Aim of the task:
From the entries below, return only the lines starting at the one that contains "impl From<bool> for" and ending at the one that contains "tuple_into_value!(A, B, C, D, E, F, G);", exactly as they stand.

Source records:
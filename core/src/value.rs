//! `Value` — Type-erased subject that patterns are matched against
//!
//! Every subject, every literal and every projection result is a [`Value`].
//! Erasing at the data level keeps [`Pattern`](crate::Pattern) non-generic:
//! the same pattern tree can match tuples of integers, strings, nullable
//! containers or caller-defined types without monomorphizing the matcher.
//!
//! # Extensibility via `Custom`
//!
//! For caller-defined types (structs, class hierarchies, closed sums), implement
//! [`CustomValue`] and wrap in `Value::Custom(Arc::new(your_type))`. Fields are
//! reached with plain accessor functions through
//! [`Pattern::transform`](crate::Pattern::transform); the engine never reflects.

use std::any::Any;
use std::cmp::Ordering;
use std::fmt::{self, Debug};
use std::sync::Arc;

/// The value a failed projection yields.
///
/// Accessors that find nothing (a missing tuple position, an empty nullable,
/// a downcast to the wrong type) hand back a reference to this sentinel so the
/// nested pattern still has something to be matched against.
pub(crate) static ABSENT: Value = Value::None;

/// Extension trait for caller-defined subject types.
///
/// # Thread Safety
///
/// Implementations must be `Send + Sync` so that pattern trees holding custom
/// literals stay shareable.
///
/// # Example
///
/// ```
/// use std::any::Any;
/// use std::sync::Arc;
/// use pmatch::{CustomValue, Value};
///
/// #[derive(Debug)]
/// struct Circle {
///     radius: i64,
/// }
///
/// impl CustomValue for Circle {
///     fn custom_type_name(&self) -> &'static str {
///         "circle"
///     }
///
///     fn as_any(&self) -> &dyn Any {
///         self
///     }
/// }
///
/// let value = Value::Custom(Arc::new(Circle { radius: 2 }));
/// assert!(value.is_custom());
/// assert_eq!(value.type_name(), "circle");
/// assert_eq!(value.downcast_ref::<Circle>().map(|c| c.radius), Some(2));
/// ```
pub trait CustomValue: Send + Sync + Debug {
    /// Returns a human-readable type identifier.
    ///
    /// Used by shape checking: two custom shapes are compatible only when their
    /// names agree. Convention: `snake_case`, e.g. `"circle"`, `"http_request"`.
    fn custom_type_name(&self) -> &'static str;

    /// Returns a reference to `self` as `&dyn Any` for downcasting.
    fn as_any(&self) -> &dyn Any;

    /// Structural equality against another custom value.
    ///
    /// Used by literal patterns and repeated captures. The default only
    /// considers the very same allocation equal, so override it for value types.
    fn eq_custom(&self, _other: &dyn CustomValue) -> bool {
        false
    }
}

/// Discriminant of a [`Value`], used by shapes and diagnostics.
#[derive(Debug, Clone, Copy, PartialEq, Eq, Hash)]
#[cfg_attr(feature = "serde", derive(serde::Serialize, serde::Deserialize))]
#[cfg_attr(feature = "serde", serde(rename_all = "snake_case"))]
pub enum ValueKind {
    /// The absent sentinel.
    None,
    /// `bool`.
    Bool,
    /// `i64`.
    Int,
    /// `char`.
    Char,
    /// Owned string.
    String,
    /// Raw bytes.
    Bytes,
    /// Positional product.
    Tuple,
    /// Nullable container.
    Maybe,
    /// Caller-defined type.
    Custom,
}

impl ValueKind {
    /// Returns the lowercase name of this kind.
    #[must_use]
    pub fn name(self) -> &'static str {
        match self {
            Self::None => "none",
            Self::Bool => "bool",
            Self::Int => "int",
            Self::Char => "char",
            Self::String => "string",
            Self::Bytes => "bytes",
            Self::Tuple => "tuple",
            Self::Maybe => "maybe",
            Self::Custom => "custom",
        }
    }
}

impl fmt::Display for ValueKind {
    fn fmt(&self, f: &mut fmt::Formatter<'_>) -> fmt::Result {
        f.write_str(self.name())
    }
}

/// The erased subject type.
///
/// # Variants
///
/// - `None` — Absent sentinel (a projection found nothing)
/// - `Bool`, `Int`, `Char`, `String`, `Bytes` — Scalars
/// - `Tuple` — Fixed-length positional product (tuples, arrays, flattened records)
/// - `Maybe` — Nullable container; nesting keeps layers distinct
/// - `Custom` — Caller-defined types implementing [`CustomValue`]
///
/// # Example
///
/// ```
/// use pmatch::Value;
///
/// let subject = Value::from(('*', 2, 1));
/// assert_eq!(subject.as_tuple().map(<[Value]>::len), Some(3));
/// assert_eq!(subject.as_tuple().and_then(|t| t[1].as_int()), Some(2));
/// ```
#[derive(Clone, Default)]
pub enum Value {
    /// Nothing. Projections return this when they cannot produce a value.
    #[default]
    None,

    /// Boolean data.
    Bool(bool),

    /// Integer data.
    Int(i64),

    /// A single character.
    Char(char),

    /// String data.
    String(String),

    /// Raw bytes data.
    Bytes(Vec<u8>),

    /// A fixed-length ordered product of values.
    Tuple(Vec<Value>),

    /// A nullable container: `Some` holds exactly one inner value.
    Maybe(Option<Box<Value>>),

    /// Custom data type for caller-defined subjects.
    Custom(Arc<dyn CustomValue>),
}

// Manual PartialEq because trait objects don't auto-derive it.
impl PartialEq for Value {
    fn eq(&self, other: &Self) -> bool {
        match (self, other) {
            (Self::None, Self::None) => true,
            (Self::Bool(a), Self::Bool(b)) => a == b,
            (Self::Int(a), Self::Int(b)) => a == b,
            (Self::Char(a), Self::Char(b)) => a == b,
            (Self::String(a), Self::String(b)) => a == b,
            (Self::Bytes(a), Self::Bytes(b)) => a == b,
            (Self::Tuple(a), Self::Tuple(b)) => a == b,
            (Self::Maybe(a), Self::Maybe(b)) => a == b,
            (Self::Custom(a), Self::Custom(b)) => {
                Arc::ptr_eq(a, b) || a.eq_custom(b.as_ref())
            }
            _ => false,
        }
    }
}

/// Ordering is only defined between values of the same kind.
///
/// Tuples and nullables compare lexicographically; custom values and bytes
/// are unordered.
impl PartialOrd for Value {
    fn partial_cmp(&self, other: &Self) -> Option<Ordering> {
        match (self, other) {
            (Self::Bool(a), Self::Bool(b)) => a.partial_cmp(b),
            (Self::Int(a), Self::Int(b)) => a.partial_cmp(b),
            (Self::Char(a), Self::Char(b)) => a.partial_cmp(b),
            (Self::String(a), Self::String(b)) => a.partial_cmp(b),
            (Self::Tuple(a), Self::Tuple(b)) => a.partial_cmp(b),
            (Self::Maybe(a), Self::Maybe(b)) => a.partial_cmp(b),
            _ => Option::None,
        }
    }
}

impl Value {
    /// Build a tuple from anything convertible into values.
    ///
    /// ```
    /// use pmatch::Value;
    ///
    /// let array = Value::tuple([1, 2, 3]);
    /// assert_eq!(array, Value::from((1, 2, 3)));
    /// ```
    pub fn tuple<I, T>(items: I) -> Self
    where
        I: IntoIterator<Item = T>,
        T: Into<Value>,
    {
        Self::Tuple(items.into_iter().map(Into::into).collect())
    }

    /// A present nullable holding `value`.
    pub fn some(value: impl Into<Value>) -> Self {
        Self::Maybe(Some(Box::new(value.into())))
    }

    /// An empty nullable.
    #[must_use]
    pub fn null() -> Self {
        Self::Maybe(Option::None)
    }

    /// Returns the discriminant of this value.
    #[must_use]
    pub fn kind(&self) -> ValueKind {
        match self {
            Self::None => ValueKind::None,
            Self::Bool(_) => ValueKind::Bool,
            Self::Int(_) => ValueKind::Int,
            Self::Char(_) => ValueKind::Char,
            Self::String(_) => ValueKind::String,
            Self::Bytes(_) => ValueKind::Bytes,
            Self::Tuple(_) => ValueKind::Tuple,
            Self::Maybe(_) => ValueKind::Maybe,
            Self::Custom(_) => ValueKind::Custom,
        }
    }

    /// Returns `true` if this is the absent sentinel.
    #[inline]
    #[must_use]
    pub fn is_none(&self) -> bool {
        matches!(self, Self::None)
    }

    /// Returns `true` if this is the `Custom` variant.
    #[inline]
    #[must_use]
    pub fn is_custom(&self) -> bool {
        matches!(self, Self::Custom(_))
    }

    /// Try to get the value as a string slice.
    #[inline]
    #[must_use]
    pub fn as_str(&self) -> Option<&str> {
        match self {
            Self::String(s) => Some(s.as_str()),
            _ => Option::None,
        }
    }

    /// Try to get the value as an integer.
    #[inline]
    #[must_use]
    pub fn as_int(&self) -> Option<i64> {
        match self {
            Self::Int(i) => Some(*i),
            _ => Option::None,
        }
    }

    /// Try to get the value as a boolean.
    #[inline]
    #[must_use]
    pub fn as_bool(&self) -> Option<bool> {
        match self {
            Self::Bool(b) => Some(*b),
            _ => Option::None,
        }
    }

    /// Try to get the value as a character.
    #[inline]
    #[must_use]
    pub fn as_char(&self) -> Option<char> {
        match self {
            Self::Char(c) => Some(*c),
            _ => Option::None,
        }
    }

    /// Try to get the value as a byte slice.
    #[inline]
    #[must_use]
    pub fn as_bytes(&self) -> Option<&[u8]> {
        match self {
            Self::Bytes(b) => Some(b.as_slice()),
            _ => Option::None,
        }
    }

    /// Try to get the positional elements of a tuple.
    #[inline]
    #[must_use]
    pub fn as_tuple(&self) -> Option<&[Value]> {
        match self {
            Self::Tuple(items) => Some(items.as_slice()),
            _ => Option::None,
        }
    }

    /// Try to open a nullable: `Some(Some(inner))` when present,
    /// `Some(None)` when empty, `None` when this is not a nullable at all.
    #[inline]
    #[must_use]
    pub fn as_maybe(&self) -> Option<Option<&Value>> {
        match self {
            Self::Maybe(inner) => Some(inner.as_deref()),
            _ => Option::None,
        }
    }

    /// Try to get the inner [`CustomValue`] trait object.
    #[inline]
    #[must_use]
    pub fn as_custom(&self) -> Option<&dyn CustomValue> {
        match self {
            Self::Custom(c) => Some(c.as_ref()),
            _ => Option::None,
        }
    }

    /// Downcast a custom value to its concrete type.
    #[must_use]
    pub fn downcast_ref<T: Any>(&self) -> Option<&T> {
        self.as_custom()?.as_any().downcast_ref::<T>()
    }

    /// Returns a string describing the type of this value.
    ///
    /// For `Custom` variants, this delegates to [`CustomValue::custom_type_name`].
    #[must_use]
    pub fn type_name(&self) -> &'static str {
        match self {
            Self::Custom(c) => c.custom_type_name(),
            other => other.kind().name(),
        }
    }
}

impl Debug for Value {
    fn fmt(&self, f: &mut fmt::Formatter<'_>) -> fmt::Result {
        match self {
            Self::None => f.write_str("None"),
            Self::Bool(b) => write!(f, "{b}"),
            Self::Int(i) => write!(f, "{i}"),
            Self::Char(c) => write!(f, "{c:?}"),
            Self::String(s) => write!(f, "{s:?}"),
            Self::Bytes(b) => write!(f, "b{b:?}"),
            Self::Tuple(items) => {
                let mut t = f.debug_tuple("");
                for item in items {
                    t.field(item);
                }
                t.finish()
            }
            Self::Maybe(Some(inner)) => f.debug_tuple("Some").field(inner).finish(),
            Self::Maybe(Option::None) => f.write_str("Null"),
            Self::Custom(c) => Debug::fmt(c, f),
        }
    }
}

impl fmt::Display for Value {
    fn fmt(&self, f: &mut fmt::Formatter<'_>) -> fmt::Result {
        Debug::fmt(self, f)
    }
}

impl From<String> for Value {
    fn from(s: String) -> Self {
        Self::String(s)
    }
}

impl From<&str> for Value {
    fn from(s: &str) -> Self {
        Self::String(s.to_string())
    }
}

impl From<i64> for Value {
    fn from(i: i64) -> Self {
        Self::Int(i)
    }
}

impl From<i32> for Value {
    fn from(i: i32) -> Self {
        Self::Int(i64::from(i))
    }
}

impl From<bool> for Value {
    fn from(b: bool) -> Self {
        Self::Bool(b)
    }
}

impl From<char> for Value {
    fn from(c: char) -> Self {
        Self::Char(c)
    }
}

impl From<Vec<u8>> for Value {
    fn from(b: Vec<u8>) -> Self {
        Self::Bytes(b)
    }
}

impl From<Vec<Value>> for Value {
    fn from(items: Vec<Value>) -> Self {
        Self::Tuple(items)
    }
}

impl<T> From<Option<T>> for Value
where
    T: Into<Value>,
{
    fn from(opt: Option<T>) -> Self {
        Self::Maybe(opt.map(|v| Box::new(v.into())))
    }
}

impl From<Arc<dyn CustomValue>> for Value {
    fn from(c: Arc<dyn CustomValue>) -> Self {
        Self::Custom(c)
    }
}

macro_rules! tuple_into_value {
    ($($name:ident),+) => {
        impl<$($name: Into<Value>),+> From<($($name,)+)> for Value {
            #[allow(non_snake_case)]
            fn from(($($name,)+): ($($name,)+)) -> Self {
                Self::Tuple(vec![$($name.into()),+])
            }
        }
    };
}

tuple_into_value!(A);
tuple_into_value!(A, B);
tuple_into_value!(A, B, C);
tuple_into_value!(A, B, C, D);
tuple_into_value!(A, B, C, D, E);
tuple_into_value!(A, B, C, D, E, F);
tuple_into_value!(A, B, C, D, E, F, G);
tuple_into_value!(A, B, C, D, E, F, G, H);
//! Conformance tests that run YAML fixtures against pmatch
//!
//! Run with: cargo test -p pmatch-test --test conformance --features fixtures

#![cfg(feature = "fixtures")]

use pmatch_test::fixture::Fixture;
use std::fs;
use std::path::{Path, PathBuf};

fn fixtures_dir() -> PathBuf {
    Path::new(env!("CARGO_MANIFEST_DIR")).join("fixtures")
}

/// Load and run every fixture of one file
fn run_fixture_file(name: &str) {
    let path = fixtures_dir().join(name);
    let yaml = fs::read_to_string(&path)
        .unwrap_or_else(|e| panic!("Failed to read {}: {e}", path.display()));

    // Parse potentially multiple fixtures (separated by ---)
    let fixtures = Fixture::from_yaml_multi(&yaml).unwrap_or_else(|e| {
        panic!("Failed to parse {}: {e}", path.display());
    });
    assert!(!fixtures.is_empty(), "{} holds no fixtures", path.display());

    for fixture in fixtures {
        println!("  Running: {}", fixture.name);
        fixture.run_and_assert();
    }
}

#[test]
fn test_literals() {
    run_fixture_file("01_literals.yaml");
}

#[test]
fn test_combinators() {
    run_fixture_file("02_combinators.yaml");
}

#[test]
fn test_captures() {
    run_fixture_file("03_captures.yaml");
}

#[test]
fn test_segments() {
    run_fixture_file("04_segments.yaml");
}

#[test]
fn test_guards() {
    run_fixture_file("05_guards.yaml");
}

#[test]
fn test_nullables() {
    run_fixture_file("06_nullables.yaml");
}

#[test]
fn test_config_errors() {
    run_fixture_file("07_config_errors.yaml");
}

#[test]
fn every_fixture_file_is_covered() {
    let mut files: Vec<String> = fs::read_dir(fixtures_dir())
        .expect("read fixtures dir")
        .filter_map(Result::ok)
        .map(|entry| entry.file_name().to_string_lossy().into_owned())
        .filter(|name| name.ends_with(".yaml") || name.ends_with(".yml"))
        .collect();
    files.sort();
    assert_eq!(files.len(), 7, "new fixture files need a test above: {files:?}");
}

Exercise result:
impl From<bool> for Value {
    fn from(b: bool) -> Self {
        Self::Bool(b)
    }
}

impl From<char> for Value {
    fn from(c: char) -> Self {
        Self::Char(c)
    }
}

impl From<Vec<u8>> for Value {
    fn from(b: Vec<u8>) -> Self {
        Self::Bytes(b)
    }
}

impl From<Vec<Value>> for Value {
    fn from(items: Vec<Value>) -> Self {
        Self::Tuple(items)
    }
}

impl<T> From<Option<T>> for Value
where
    T: Into<Value>,
{
    fn from(opt: Option<T>) -> Self {
        Self::Maybe(opt.map(|v| Box::new(v.into())))
    }
}

impl From<Arc<dyn CustomValue>> for Value {
    fn from(c: Arc<dyn CustomValue>) -> Self {
        Self::Custom(c)
    }
}

macro_rules! tuple_into_value {
    ($($name:ident),+) => {
        impl<$($name: Into<Value>),+> From<($($name,)+)> for Value {
            #[allow(non_snake_case)]
            fn from(($($name,)+): ($($name,)+)) -> Self {
                Self::Tuple(vec![$($name.into()),+])
            }
        }
    };
}

tuple_into_value!(A);
tuple_into_value!(A, B);
tuple_into_value!(A, B, C);
tuple_into_value!(A, B, C, D);
tuple_into_value!(A, B, C, D, E);
tuple_into_value!(A, B, C, D, E, F);
tuple_into_value!(A, B, C, D, E, F, G);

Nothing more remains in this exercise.